WHAT YOU NEED NOW - CONTENT UPDATED THROUGH THE DAY

Jan. 17, 2006
 
MIKE BAYHAM: Nagin’s Nutty ‘Chocolate’ Speech
 
By Mike Bayham
 
South Louisiana (Special to HNN) -- In what has to be the most bizarre address by a Louisiana politician since Governor Earl Long's infamous "sapsucker" screed on the floor of the legislature, Mayor Nagin delivered a speech that did himself and the city he represents few favors.
 
Nagin, whose speaking style differed from his normal manner of address in which he seemed Farrakhanesque in his methodical delivery, mirrored the Nation of Islam leader in loony content as well. All the mayor was missing was a bow-tie and a cadre of burly bodyguards.
 
While speaking at a Martin Luther King Day event on Monday, Jan. 16, 2006, the mayor declared that he had a conversation with the slain civil rights leader, who expressed his disappointment over a number of matters, including the decision by Jefferson Parish policemen to prevent New Orleans hurricane victims from crossing over the Mississippi River Bridge.
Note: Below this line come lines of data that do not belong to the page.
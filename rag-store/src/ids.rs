//! Deterministic point identity helpers.
//!
//! Qdrant accepts only integers or UUIDs as point ids, while document chunks
//! are identified by `{filename}_{index}` strings. The original string id is
//! mapped to a UUIDv5 for the point id and kept verbatim in the payload.

use uuid::Uuid;

/// Deterministic UUIDv5 from an arbitrary string id.
pub fn stable_uuid(id: &str) -> Uuid {
    Uuid::new_v5(&Uuid::NAMESPACE_URL, id.as_bytes())
}

/// Recovers the source filename from a `{filename}_{index}` chunk id.
///
/// Filenames may themselves contain underscores; the index is always the
/// part after the last one.
pub(crate) fn source_of(chunk_id: &str) -> &str {
    chunk_id
        .rsplit_once('_')
        .map(|(source, _)| source)
        .unwrap_or(chunk_id)
}

#[cfg(test)]
mod tests {
    use super::*;

    #[test]
    fn stable_uuid_is_deterministic() {
        assert_eq!(stable_uuid("faq.txt_0"), stable_uuid("faq.txt_0"));
        assert_ne!(stable_uuid("faq.txt_0"), stable_uuid("faq.txt_1"));
    }

    #[test]
    fn source_is_everything_before_the_last_underscore() {
        assert_eq!(source_of("faq.txt_0"), "faq.txt");
        assert_eq!(source_of("exam_schedule.txt_12"), "exam_schedule.txt");
        assert_eq!(source_of("no-index"), "no-index");
    }
}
But it gets better.
 
He proclaimed that God was angry at the United States for the war in Iraq and sent three massive hurricanes to the gulf coast as a chastisement.
 
Nagin added that another motivation behind the Almighty's punishment was the high-rate of illegitimacy amongst the city's black population and the spate of violence that has been an unfortunate trademark of New Orleans life and most recently reared its head in Sunday's "second line" shooting that wounded three people.
 
The thin-skinned mayor managed to work in a self-lament over the heat he has caught from other black leaders who oppose the modest reforms he has pushed through during his administration.
 
Nagin also remarked that that New Orleans will once again be a "chocolate" city, a coarse demographic description that would have cost any white Republican his or her seat in Congress, and that God had intended it to be that way.
 
The mayor's "authentic urban political gibberish" is a crass attempt to lure black voters, whose political representatives have publicly questioned his "ethnic loyalty," under his campaign banner in the face of two significant white opponents to his re-election.
 
It's also a not so subtle reminder why Nagin should not be returned to office for another term short of being locked into a runoff with a less attractive alternative...say a former member of the Orleans Parish School Board.
 
Nagin's racial demagoguery must be a profound disappointment to white voters who were responsible for his election in 2002 and will not help the city garner additional Federal assistance from the Republican, or to use a Naginism, vanilla, controlled Congress.
 
I don't believe that Nagin was sincere in his provocative comments. After all, Nagin's rise in Cox Communications would not have happened had the one-time corporate officer used such language in his business dealings. However, that he felt a need to clothe his criticisms of the black community's most pressing problems with Bush-bashing and declarations of racial dominance betrays a political cowardice that New Orleans does not need in its mayor during a time when many critical decisions that will impact the future of New Orleans are being made.
 
Short of forcing many of the black residents who left New Orleans to return by gunpoint, it is unlikely that the city will return to its pre-Katrina racial composition of 70% black and 30% white.
 
Hurricane Katrina wasn't the only reason for residents from the predominantly black neighborhoods such as the 9th Ward, Central City, and New Orleans East to flee the city.
 
There are also crime, poverty, corruption, and drugs- social ills that are in season all year long in New Orleans.
 
If black political leaders are flustered over the unfavorable shift in the city's population hue, they have only themselves to blame. Black politicians have controlled city government for over the past twenty-five years and any decline in New Orleans quality of life rests at their doorstep.
 
You can't blame Bull Connor for the deplorable condition of the city's school system.
 
While I don't subscribe to the mayor's "divine theory" on demographics, New Orleans has been "Neapolitan" since colonial days, populated with French, Spanish, blacks (both slaves and free men of colour), and "Kaintucks," making it America's original melting pot community. No matter which ethnic group has a majority, New Orleans will never look like Salt Lake City. In the aftermath of Hurricane Katrina, New Orleans needs many things: better levees, the closure of the MRGO, and true political reform and accountability.